It would usually be easy to miss the dirt road jutting north from a tiny highway near the Arizona-Utah border. But on a recent morning, it was filled with a long line of cars rumbling toward lonely, rosy cliffs, and an encampment forming under them.

Everyone was there for a bird – well, four of them. That’s how many California condors were scheduled to be released into the wild. With a wingspan that can stretch 10 feet, they’re some of the largest birds in North America. They’re also some of the rarest. After the population plunged to just 22 in 1982, all were taken into captivity for safe keeping and breeding.

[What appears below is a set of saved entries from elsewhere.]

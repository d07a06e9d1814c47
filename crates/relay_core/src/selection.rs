use std::fmt;

use engine_logging::{engine_debug, engine_info};

/// One step in the dependent selection chain, in chain order.
#[derive(Debug, Clone, Copy, PartialEq, Eq, Hash, PartialOrd, Ord)]
pub enum StageId {
    Team,
    Channel,
    TimeRange,
}

impl StageId {
    pub const CHAIN: [StageId; 3] = [StageId::Team, StageId::Channel, StageId::TimeRange];

    fn index(self) -> usize {
        match self {
            StageId::Team => 0,
            StageId::Channel => 1,
            StageId::TimeRange => 2,
        }
    }

    pub fn parent(self) -> Option<StageId> {
        self.index().checked_sub(1).map(|idx| Self::CHAIN[idx])
    }

    pub fn child(self) -> Option<StageId> {
        Self::CHAIN.get(self.index() + 1).copied()
    }
}

impl fmt::Display for StageId {
    fn fmt(&self, f: &mut fmt::Formatter<'_>) -> fmt::Result {
        match self {
            StageId::Team => write!(f, "team"),
            StageId::Channel => write!(f, "channel"),
            StageId::TimeRange => write!(f, "time range"),
        }
    }
}

#[derive(Debug, Clone, PartialEq, Eq)]
pub struct SelectOption {
    pub key: String,
    pub label: String,
}

impl SelectOption {
    pub fn new(key: impl Into<String>, label: impl Into<String>) -> Self {
        Self {
            key: key.into(),
            label: label.into(),
        }
    }
}

pub type FetchTicket = u64;

/// An option fetch the controller wants performed.
///
/// The result must be handed back to [`SelectionController::apply_options`]
/// together with the same ticket and parent key.
#[derive(Debug, Clone, PartialEq, Eq)]
pub struct FetchRequest {
    pub stage: StageId,
    pub parent_key: Option<String>,
    pub ticket: FetchTicket,
}

#[derive(Debug, Clone, PartialEq, Eq)]
pub struct SelectionStage {
    pub id: StageId,
    pub options: Vec<SelectOption>,
    pub selected_key: Option<String>,
    pub loading: bool,
    pub error: Option<String>,
    pub depends_on: Option<StageId>,
    pending: Option<FetchTicket>,
}

impl SelectionStage {
    fn new(id: StageId) -> Self {
        Self {
            id,
            options: Vec::new(),
            selected_key: None,
            loading: false,
            error: None,
            depends_on: id.parent(),
            pending: None,
        }
    }

    fn reset(&mut self) {
        self.options.clear();
        self.selected_key = None;
        self.loading = false;
        self.error = None;
        self.pending = None;
    }

    pub fn has_option(&self, key: &str) -> bool {
        self.options.iter().any(|option| option.key == key)
    }
}

/// Immutable copy of every stage, in chain order.
#[derive(Debug, Clone, PartialEq, Eq)]
pub struct SelectionSnapshot {
    stages: Vec<SelectionStage>,
}

impl SelectionSnapshot {
    pub fn stages(&self) -> &[SelectionStage] {
        &self.stages
    }

    pub fn stage(&self, id: StageId) -> &SelectionStage {
        &self.stages[id.index()]
    }

    pub fn selected(&self, id: StageId) -> Option<&str> {
        self.stage(id).selected_key.as_deref()
    }
}

#[derive(Debug, Clone, PartialEq, Eq, thiserror::Error)]
pub enum SelectionError {
    #[error("'{key}' is not one of the available {stage} options")]
    InvalidSelection { stage: StageId, key: String },
    #[error("cannot reload {stage} options before a {parent} is selected")]
    NothingToRetry { stage: StageId, parent: StageId },
}

/// Owns the team -> channel -> time range chain.
///
/// Invariant: a stage whose parent has no selection holds no options and no
/// selection. Every upstream change goes through `invalidate_downstream`.
#[derive(Debug, Clone, PartialEq, Eq)]
pub struct SelectionController {
    stages: Vec<SelectionStage>,
    next_ticket: FetchTicket,
}

impl Default for SelectionController {
    fn default() -> Self {
        Self::new()
    }
}

impl SelectionController {
    pub fn new() -> Self {
        Self {
            stages: StageId::CHAIN.iter().copied().map(SelectionStage::new).collect(),
            next_ticket: 1,
        }
    }

    pub fn stage(&self, id: StageId) -> &SelectionStage {
        &self.stages[id.index()]
    }

    pub fn current_state(&self) -> SelectionSnapshot {
        SelectionSnapshot {
            stages: self.stages.clone(),
        }
    }

    /// Starts loading the root stage. Resets the whole chain.
    pub fn initialize(&mut self) -> FetchRequest {
        self.begin_fetch(StageId::Team, None)
    }

    /// Selects `key` (or clears the stage with `None`).
    ///
    /// Returns the child fetch to perform, if any. An unknown key is rejected
    /// and leaves the chain untouched. Reselecting the current key does not
    /// cascade, but re-fetches a direct child that previously failed.
    pub fn select(
        &mut self,
        stage: StageId,
        key: Option<&str>,
    ) -> Result<Option<FetchRequest>, SelectionError> {
        let current = self.stage(stage);
        if let Some(key) = key {
            if !current.has_option(key) {
                return Err(SelectionError::InvalidSelection {
                    stage,
                    key: key.to_owned(),
                });
            }
        }

        if current.selected_key.as_deref() == key {
            let retry_child = match (key, stage.child()) {
                (Some(key), Some(child)) if self.stage(child).error.is_some() => {
                    Some((child, key.to_owned()))
                }
                _ => None,
            };
            return Ok(retry_child.map(|(child, key)| self.begin_fetch(child, Some(key))));
        }

        engine_debug!("Selected {} = {:?}", stage, key);
        self.stages[stage.index()].selected_key = key.map(ToOwned::to_owned);
        self.invalidate_downstream(stage);

        Ok(match (key, stage.child()) {
            (Some(key), Some(child)) => Some(self.begin_fetch(child, Some(key.to_owned()))),
            _ => None,
        })
    }

    /// Re-fetches options for `stage` using its parent's current selection.
    pub fn retry(&mut self, stage: StageId) -> Result<FetchRequest, SelectionError> {
        let parent_key = match stage.parent() {
            None => None,
            Some(parent) => match self.stage(parent).selected_key.clone() {
                Some(key) => Some(key),
                None => return Err(SelectionError::NothingToRetry { stage, parent }),
            },
        };
        Ok(self.begin_fetch(stage, parent_key))
    }

    /// Applies a fetch result. Returns `false` when the result is stale, i.e. a
    /// newer fetch was issued for the stage or its parent selection changed
    /// since the request was made.
    pub fn apply_options(
        &mut self,
        stage: StageId,
        ticket: FetchTicket,
        parent_key: Option<&str>,
        result: Result<Vec<SelectOption>, String>,
    ) -> bool {
        let current_parent = stage
            .parent()
            .and_then(|parent| self.stage(parent).selected_key.as_deref());
        if current_parent != parent_key {
            engine_debug!(
                "Discarding {} options for parent {:?}; parent is now {:?}",
                stage,
                parent_key,
                current_parent
            );
            return false;
        }

        let target = &mut self.stages[stage.index()];
        if target.pending != Some(ticket) {
            engine_debug!(
                "Discarding {} options ticket={} (pending={:?})",
                stage,
                ticket,
                target.pending
            );
            return false;
        }

        target.pending = None;
        target.loading = false;
        match result {
            Ok(options) => {
                engine_info!("Loaded {} {} option(s)", options.len(), stage);
                target.options = options;
                target.error = None;
            }
            Err(message) => {
                target.options.clear();
                target.error = Some(message);
            }
        }
        true
    }

    /// Finds an option by key first, then by case-insensitive label.
    pub fn find_option(&self, stage: StageId, needle: &str) -> Option<&SelectOption> {
        let options = &self.stage(stage).options;
        options
            .iter()
            .find(|option| option.key == needle)
            .or_else(|| {
                options
                    .iter()
                    .find(|option| option.label.eq_ignore_ascii_case(needle))
            })
    }

    fn begin_fetch(&mut self, stage: StageId, parent_key: Option<String>) -> FetchRequest {
        let ticket = self.next_ticket;
        self.next_ticket += 1;

        let target = &mut self.stages[stage.index()];
        target.reset();
        target.loading = true;
        target.pending = Some(ticket);
        self.invalidate_downstream(stage);

        FetchRequest {
            stage,
            parent_key,
            ticket,
        }
    }

    fn invalidate_downstream(&mut self, stage: StageId) {
        for downstream in &mut self.stages[stage.index() + 1..] {
            downstream.reset();
        }
    }
}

Now a handful are set free every year.

Chris Parish stood with a microphone in front of the growing crowd.

“This is phenomenal!” he said, his voice carried by solar-powered speakers. “I think there are more vehicles here than we had people in some of the early releases.”

Parish is with the Peregrine Fund, which has been reintroducing California condors to Arizona for more than 20 years, with the help of various organizations and state and federal agencies. This time 750 condor groupies came to watch, with their folding chairs and binoculars, umbrellas and dogs.

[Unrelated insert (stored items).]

use chrono::{TimeZone, Utc};
use relay_core::time_range::{catalog, resolve};
use relay_core::TimeRangeToken;

fn ms(y: i32, mo: u32, d: u32, h: u32, mi: u32) -> i64 {
    Utc.with_ymd_and_hms(y, mo, d, h, mi, 0)
        .unwrap()
        .timestamp_millis()
}

#[test]
fn resolve_is_deterministic_for_fixed_now() {
    let now = Utc.with_ymd_and_hms(2024, 6, 15, 12, 30, 0).unwrap();
    for token in TimeRangeToken::ALL {
        assert_eq!(resolve(token.as_str(), now), resolve(token.as_str(), now));
    }
}

#[test]
fn unknown_tokens_mean_no_selection() {
    let now = Utc::now();
    assert_eq!(resolve("bogus", now), None);
    assert_eq!(resolve("", now), None);
}

#[test]
fn fixed_spans_subtract_exact_durations() {
    let now = Utc.with_ymd_and_hms(2024, 6, 15, 12, 30, 0).unwrap();
    assert_eq!(resolve("past_5_minutes", now), Some(ms(2024, 6, 15, 12, 25)));
    assert_eq!(resolve("past_30_minutes", now), Some(ms(2024, 6, 15, 12, 0)));
    assert_eq!(resolve("past_hour", now), Some(ms(2024, 6, 15, 11, 30)));
    assert_eq!(resolve("past_twelve_hours", now), Some(ms(2024, 6, 15, 0, 30)));
    assert_eq!(resolve("past_day", now), Some(ms(2024, 6, 14, 12, 30)));
    assert_eq!(resolve("past_two_weeks", now), Some(ms(2024, 6, 1, 12, 30)));
}

#[test]
fn month_and_year_spans_roll_missing_days_forward() {
    let now = Utc.with_ymd_and_hms(2024, 3, 31, 8, 0, 0).unwrap();
    assert_eq!(resolve("past_month", now), Some(1_709_366_400_000));
    assert_eq!(resolve("past_month", now), Some(ms(2024, 3, 2, 8, 0)));
    assert_eq!(resolve("past_quarter", now), Some(ms(2023, 12, 31, 8, 0)));
    assert_eq!(resolve("past_six_months", now), Some(ms(2023, 10, 1, 8, 0)));

    let leap_day = Utc.with_ymd_and_hms(2024, 2, 29, 8, 0, 0).unwrap();
    assert_eq!(resolve("past_year", leap_day), Some(ms(2023, 3, 1, 8, 0)));
    assert_eq!(resolve("past_four_years", leap_day), Some(ms(2020, 2, 29, 8, 0)));
    assert_eq!(resolve("past_ten_years", leap_day), Some(ms(2014, 3, 1, 8, 0)));
}

#[test]
fn month_span_crosses_year_boundary() {
    let now = Utc.with_ymd_and_hms(2024, 1, 15, 0, 0, 0).unwrap();
    assert_eq!(resolve("past_month", now), Some(ms(2023, 12, 15, 0, 0)));
    assert_eq!(resolve("past_six_months", now), Some(ms(2023, 7, 15, 0, 0)));
}

#[test]
fn catalog_lists_every_token_in_order() {
    let options = catalog();
    assert_eq!(options.len(), 20);
    assert_eq!(options[0].key, "past_5_minutes");
    assert_eq!(options[4].label, "Within the past hour");
    assert_eq!(options[19].key, "past_ten_years");
    for option in options {
        assert_eq!(option.key.parse::<TimeRangeToken>().unwrap().as_str(), option.key);
    }
}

Brigitte Le Vea took a turn squinting through a high-powered spotting scope.

“Oh my God! Oh my God!” she said, looking toward the top of the Vermilion Cliffs. “This is bananas!”

She could see a pen housing four young, soon-to-be released birds. A handful of older condors, released years ago, were nearby, some circling and others sitting on the rocks, unfurling their big, black wings, oblivious to their fan club.

“This is really, really, really special,” she said, on the verge of tears. “I’ve been trying so hard all season to see a damn condor, and I’m finally here, and I’m so excited about it.”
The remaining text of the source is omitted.